- _Problem to solve_: In the records, find every line with the word "tests" and copy it out.

START Input records

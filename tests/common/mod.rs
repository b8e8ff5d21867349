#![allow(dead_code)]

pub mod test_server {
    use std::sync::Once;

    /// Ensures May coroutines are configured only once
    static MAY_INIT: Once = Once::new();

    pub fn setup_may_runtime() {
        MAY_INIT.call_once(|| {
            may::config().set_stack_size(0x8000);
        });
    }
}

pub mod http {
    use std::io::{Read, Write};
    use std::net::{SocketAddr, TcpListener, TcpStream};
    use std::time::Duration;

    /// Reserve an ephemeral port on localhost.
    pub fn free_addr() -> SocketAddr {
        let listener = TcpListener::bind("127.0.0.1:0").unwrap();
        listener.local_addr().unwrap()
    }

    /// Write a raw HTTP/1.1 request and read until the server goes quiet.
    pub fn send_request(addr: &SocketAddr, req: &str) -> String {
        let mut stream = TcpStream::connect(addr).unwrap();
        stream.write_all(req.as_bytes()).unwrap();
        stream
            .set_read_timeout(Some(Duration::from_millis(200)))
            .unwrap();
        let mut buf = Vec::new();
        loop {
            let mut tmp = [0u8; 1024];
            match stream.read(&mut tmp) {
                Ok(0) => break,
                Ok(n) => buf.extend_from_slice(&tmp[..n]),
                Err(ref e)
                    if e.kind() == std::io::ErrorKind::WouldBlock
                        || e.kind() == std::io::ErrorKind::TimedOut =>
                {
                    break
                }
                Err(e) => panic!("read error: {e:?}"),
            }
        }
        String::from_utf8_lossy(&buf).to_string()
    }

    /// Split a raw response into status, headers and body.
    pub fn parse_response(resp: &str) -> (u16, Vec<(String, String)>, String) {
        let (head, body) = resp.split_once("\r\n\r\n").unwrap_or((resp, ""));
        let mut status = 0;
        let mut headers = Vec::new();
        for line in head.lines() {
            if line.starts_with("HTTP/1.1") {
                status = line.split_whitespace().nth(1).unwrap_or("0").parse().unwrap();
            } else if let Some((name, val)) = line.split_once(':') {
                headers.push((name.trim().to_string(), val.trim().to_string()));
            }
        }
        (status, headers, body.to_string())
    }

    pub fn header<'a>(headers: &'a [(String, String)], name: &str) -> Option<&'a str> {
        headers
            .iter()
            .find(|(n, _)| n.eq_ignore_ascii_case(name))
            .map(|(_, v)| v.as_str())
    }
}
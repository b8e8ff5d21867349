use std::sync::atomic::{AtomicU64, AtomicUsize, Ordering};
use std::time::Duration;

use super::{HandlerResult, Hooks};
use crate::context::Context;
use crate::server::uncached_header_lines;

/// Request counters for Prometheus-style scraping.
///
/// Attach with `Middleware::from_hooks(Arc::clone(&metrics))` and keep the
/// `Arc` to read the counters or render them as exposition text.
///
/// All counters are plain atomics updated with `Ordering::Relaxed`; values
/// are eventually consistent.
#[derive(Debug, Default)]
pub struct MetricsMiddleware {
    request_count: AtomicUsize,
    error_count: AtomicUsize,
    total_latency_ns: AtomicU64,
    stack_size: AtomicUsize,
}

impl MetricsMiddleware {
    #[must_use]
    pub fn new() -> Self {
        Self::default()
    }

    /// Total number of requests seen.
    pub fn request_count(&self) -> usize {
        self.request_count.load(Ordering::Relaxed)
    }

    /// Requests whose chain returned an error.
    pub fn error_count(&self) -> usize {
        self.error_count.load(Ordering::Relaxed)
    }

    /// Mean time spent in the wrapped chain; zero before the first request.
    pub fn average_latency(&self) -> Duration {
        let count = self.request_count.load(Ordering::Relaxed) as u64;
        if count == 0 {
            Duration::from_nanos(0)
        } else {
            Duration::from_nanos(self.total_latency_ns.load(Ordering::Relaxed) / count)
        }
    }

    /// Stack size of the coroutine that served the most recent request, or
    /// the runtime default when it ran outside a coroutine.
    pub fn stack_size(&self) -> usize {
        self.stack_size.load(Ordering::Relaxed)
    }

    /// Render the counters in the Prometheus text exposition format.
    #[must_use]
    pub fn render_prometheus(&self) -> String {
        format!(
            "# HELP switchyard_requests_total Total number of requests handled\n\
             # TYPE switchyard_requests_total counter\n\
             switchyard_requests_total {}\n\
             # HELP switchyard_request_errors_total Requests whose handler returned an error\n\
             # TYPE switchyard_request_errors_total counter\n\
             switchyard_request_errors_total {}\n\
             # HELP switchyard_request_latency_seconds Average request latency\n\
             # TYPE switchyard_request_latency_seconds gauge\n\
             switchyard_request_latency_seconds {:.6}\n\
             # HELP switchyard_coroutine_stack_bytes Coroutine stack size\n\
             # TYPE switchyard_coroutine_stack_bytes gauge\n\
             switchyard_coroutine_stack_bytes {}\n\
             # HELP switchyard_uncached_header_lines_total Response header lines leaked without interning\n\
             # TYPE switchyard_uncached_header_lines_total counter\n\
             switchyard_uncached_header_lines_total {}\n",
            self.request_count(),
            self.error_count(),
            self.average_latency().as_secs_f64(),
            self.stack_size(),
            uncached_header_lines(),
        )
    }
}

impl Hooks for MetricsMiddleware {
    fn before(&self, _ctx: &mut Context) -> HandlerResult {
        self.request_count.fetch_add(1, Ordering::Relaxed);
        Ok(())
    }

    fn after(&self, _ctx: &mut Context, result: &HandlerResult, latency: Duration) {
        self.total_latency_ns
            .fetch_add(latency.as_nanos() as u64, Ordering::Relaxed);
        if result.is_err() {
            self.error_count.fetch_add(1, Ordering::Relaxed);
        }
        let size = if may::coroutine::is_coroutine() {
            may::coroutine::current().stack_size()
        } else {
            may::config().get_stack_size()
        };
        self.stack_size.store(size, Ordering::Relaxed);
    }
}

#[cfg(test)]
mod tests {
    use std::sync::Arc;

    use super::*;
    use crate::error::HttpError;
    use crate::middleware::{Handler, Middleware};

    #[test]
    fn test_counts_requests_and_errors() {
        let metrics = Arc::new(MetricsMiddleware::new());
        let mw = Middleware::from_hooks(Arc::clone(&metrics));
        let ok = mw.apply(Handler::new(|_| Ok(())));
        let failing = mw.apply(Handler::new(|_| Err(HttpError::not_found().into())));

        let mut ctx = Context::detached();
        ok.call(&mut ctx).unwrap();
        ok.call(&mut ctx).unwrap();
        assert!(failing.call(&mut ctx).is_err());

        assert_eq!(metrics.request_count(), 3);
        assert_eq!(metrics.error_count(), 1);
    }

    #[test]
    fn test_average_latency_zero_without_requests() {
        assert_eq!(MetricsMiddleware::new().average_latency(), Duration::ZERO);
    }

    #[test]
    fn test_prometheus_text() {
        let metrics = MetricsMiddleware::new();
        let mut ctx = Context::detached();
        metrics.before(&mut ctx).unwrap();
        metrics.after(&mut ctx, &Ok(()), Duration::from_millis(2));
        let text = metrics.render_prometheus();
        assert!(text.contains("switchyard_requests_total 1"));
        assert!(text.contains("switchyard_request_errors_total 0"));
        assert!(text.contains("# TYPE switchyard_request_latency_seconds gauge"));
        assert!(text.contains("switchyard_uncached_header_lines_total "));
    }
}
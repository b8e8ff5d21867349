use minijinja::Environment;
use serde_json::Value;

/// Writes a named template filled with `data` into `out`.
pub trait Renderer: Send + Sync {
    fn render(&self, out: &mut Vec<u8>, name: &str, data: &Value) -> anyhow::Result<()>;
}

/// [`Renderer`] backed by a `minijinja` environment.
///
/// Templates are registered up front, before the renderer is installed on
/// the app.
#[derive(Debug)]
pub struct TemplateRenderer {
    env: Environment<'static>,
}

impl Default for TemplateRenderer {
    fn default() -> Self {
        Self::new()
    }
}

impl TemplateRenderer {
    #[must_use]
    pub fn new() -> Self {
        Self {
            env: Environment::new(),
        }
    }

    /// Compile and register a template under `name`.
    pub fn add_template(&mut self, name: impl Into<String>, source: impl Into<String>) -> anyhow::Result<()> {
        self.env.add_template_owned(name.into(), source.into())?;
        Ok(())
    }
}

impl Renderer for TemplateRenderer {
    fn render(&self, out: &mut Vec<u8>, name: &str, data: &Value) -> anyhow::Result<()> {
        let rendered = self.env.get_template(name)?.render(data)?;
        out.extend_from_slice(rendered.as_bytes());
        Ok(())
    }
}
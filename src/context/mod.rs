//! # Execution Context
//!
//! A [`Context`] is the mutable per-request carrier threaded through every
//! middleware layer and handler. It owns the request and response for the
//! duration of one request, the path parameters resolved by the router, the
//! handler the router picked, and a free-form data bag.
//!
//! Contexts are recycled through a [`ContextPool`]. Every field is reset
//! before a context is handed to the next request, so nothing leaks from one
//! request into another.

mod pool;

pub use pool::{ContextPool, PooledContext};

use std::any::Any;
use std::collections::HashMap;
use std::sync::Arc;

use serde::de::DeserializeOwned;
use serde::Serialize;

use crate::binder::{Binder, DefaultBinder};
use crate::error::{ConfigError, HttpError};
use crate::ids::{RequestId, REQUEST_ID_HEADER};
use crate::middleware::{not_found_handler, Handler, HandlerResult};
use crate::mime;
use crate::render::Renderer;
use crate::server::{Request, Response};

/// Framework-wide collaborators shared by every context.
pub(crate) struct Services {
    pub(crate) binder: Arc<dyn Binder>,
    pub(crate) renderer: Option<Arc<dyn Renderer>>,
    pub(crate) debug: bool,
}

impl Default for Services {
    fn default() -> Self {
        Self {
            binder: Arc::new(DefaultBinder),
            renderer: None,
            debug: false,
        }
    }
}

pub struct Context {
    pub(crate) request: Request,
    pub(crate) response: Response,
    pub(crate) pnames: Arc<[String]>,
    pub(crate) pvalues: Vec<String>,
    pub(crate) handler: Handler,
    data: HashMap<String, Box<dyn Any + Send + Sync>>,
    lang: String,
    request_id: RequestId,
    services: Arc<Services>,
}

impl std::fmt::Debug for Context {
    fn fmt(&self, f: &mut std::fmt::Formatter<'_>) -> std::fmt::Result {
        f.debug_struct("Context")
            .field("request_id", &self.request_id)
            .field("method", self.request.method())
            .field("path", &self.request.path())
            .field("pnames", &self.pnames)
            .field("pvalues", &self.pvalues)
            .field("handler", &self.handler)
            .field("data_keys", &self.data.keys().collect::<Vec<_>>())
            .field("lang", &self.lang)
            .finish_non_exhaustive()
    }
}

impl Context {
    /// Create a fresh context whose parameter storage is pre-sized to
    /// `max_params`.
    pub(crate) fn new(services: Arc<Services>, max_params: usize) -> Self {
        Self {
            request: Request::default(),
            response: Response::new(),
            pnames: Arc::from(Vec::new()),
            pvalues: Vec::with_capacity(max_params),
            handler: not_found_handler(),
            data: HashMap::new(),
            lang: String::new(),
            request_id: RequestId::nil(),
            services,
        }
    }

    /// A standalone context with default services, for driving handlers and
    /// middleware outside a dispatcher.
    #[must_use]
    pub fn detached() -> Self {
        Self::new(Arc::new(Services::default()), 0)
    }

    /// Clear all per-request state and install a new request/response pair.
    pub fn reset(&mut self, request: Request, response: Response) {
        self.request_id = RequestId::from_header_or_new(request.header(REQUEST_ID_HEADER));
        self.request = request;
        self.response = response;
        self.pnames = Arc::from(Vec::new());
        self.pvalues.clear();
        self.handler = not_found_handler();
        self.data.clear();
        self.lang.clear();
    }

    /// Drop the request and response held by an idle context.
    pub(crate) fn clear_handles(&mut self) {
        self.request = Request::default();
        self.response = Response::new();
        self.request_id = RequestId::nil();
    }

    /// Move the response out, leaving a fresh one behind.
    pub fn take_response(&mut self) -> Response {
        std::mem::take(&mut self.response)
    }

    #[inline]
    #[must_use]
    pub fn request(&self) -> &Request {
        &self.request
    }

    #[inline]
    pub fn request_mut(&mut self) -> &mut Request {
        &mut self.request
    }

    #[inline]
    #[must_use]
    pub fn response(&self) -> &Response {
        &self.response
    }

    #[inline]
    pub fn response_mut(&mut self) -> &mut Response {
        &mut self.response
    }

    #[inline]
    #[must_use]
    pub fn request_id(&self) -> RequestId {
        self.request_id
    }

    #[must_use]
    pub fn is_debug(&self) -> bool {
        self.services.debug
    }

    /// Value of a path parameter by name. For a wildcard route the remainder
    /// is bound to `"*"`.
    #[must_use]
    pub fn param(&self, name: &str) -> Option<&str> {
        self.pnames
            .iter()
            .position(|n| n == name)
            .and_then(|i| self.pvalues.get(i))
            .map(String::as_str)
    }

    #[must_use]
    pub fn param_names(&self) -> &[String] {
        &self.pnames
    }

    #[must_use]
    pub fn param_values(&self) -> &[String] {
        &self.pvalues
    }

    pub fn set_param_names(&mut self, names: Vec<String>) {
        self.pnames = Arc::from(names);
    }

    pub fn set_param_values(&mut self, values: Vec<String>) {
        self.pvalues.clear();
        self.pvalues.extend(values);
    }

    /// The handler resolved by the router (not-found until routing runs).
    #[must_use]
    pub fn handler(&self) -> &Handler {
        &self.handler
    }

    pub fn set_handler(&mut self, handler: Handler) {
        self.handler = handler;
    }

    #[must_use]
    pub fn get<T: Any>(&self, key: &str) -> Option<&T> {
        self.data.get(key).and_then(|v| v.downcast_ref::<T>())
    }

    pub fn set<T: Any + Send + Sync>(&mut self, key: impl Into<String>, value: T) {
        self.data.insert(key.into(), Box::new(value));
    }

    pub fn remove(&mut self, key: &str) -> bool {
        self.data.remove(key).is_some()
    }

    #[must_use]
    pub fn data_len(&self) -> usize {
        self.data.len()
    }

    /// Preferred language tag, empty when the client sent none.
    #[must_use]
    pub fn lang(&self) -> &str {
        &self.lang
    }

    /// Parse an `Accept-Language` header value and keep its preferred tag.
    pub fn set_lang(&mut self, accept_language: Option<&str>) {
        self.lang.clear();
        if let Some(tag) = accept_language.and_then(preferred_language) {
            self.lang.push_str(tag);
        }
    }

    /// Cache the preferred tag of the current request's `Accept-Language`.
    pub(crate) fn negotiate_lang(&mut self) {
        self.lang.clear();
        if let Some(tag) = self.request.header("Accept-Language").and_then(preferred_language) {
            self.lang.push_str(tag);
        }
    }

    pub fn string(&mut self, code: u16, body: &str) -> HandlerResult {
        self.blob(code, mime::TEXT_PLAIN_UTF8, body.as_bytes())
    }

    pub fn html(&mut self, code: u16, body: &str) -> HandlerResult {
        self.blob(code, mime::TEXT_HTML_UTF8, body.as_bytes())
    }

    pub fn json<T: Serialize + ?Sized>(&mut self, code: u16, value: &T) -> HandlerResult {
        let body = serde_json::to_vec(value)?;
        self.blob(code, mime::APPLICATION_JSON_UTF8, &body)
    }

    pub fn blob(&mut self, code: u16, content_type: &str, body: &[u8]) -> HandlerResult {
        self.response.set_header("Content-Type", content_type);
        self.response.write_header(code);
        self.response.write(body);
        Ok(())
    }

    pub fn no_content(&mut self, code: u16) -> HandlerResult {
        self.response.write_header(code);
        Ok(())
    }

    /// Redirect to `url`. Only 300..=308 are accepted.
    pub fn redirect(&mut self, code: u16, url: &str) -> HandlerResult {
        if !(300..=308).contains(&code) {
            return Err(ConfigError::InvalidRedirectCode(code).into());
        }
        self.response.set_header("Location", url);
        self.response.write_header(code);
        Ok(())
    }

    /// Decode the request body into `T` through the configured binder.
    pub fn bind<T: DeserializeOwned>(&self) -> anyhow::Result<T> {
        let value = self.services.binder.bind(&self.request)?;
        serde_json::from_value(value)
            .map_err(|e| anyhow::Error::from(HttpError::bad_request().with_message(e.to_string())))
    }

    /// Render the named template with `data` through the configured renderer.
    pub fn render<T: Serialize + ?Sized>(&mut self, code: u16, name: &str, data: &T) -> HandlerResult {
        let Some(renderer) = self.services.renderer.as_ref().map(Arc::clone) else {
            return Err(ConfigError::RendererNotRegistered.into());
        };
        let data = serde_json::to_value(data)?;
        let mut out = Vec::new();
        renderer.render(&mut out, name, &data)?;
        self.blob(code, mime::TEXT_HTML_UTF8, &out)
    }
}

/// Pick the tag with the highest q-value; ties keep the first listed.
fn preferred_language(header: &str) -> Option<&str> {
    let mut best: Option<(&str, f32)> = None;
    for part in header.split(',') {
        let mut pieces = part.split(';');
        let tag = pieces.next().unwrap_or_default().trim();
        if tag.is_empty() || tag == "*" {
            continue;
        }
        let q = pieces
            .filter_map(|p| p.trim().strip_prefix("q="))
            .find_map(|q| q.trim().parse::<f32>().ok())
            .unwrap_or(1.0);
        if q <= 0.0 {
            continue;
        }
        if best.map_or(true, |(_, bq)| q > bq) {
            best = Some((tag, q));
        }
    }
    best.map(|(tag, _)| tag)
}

END Input records

- _Your solution_:
filename tests/common/mod.rs
mod tests {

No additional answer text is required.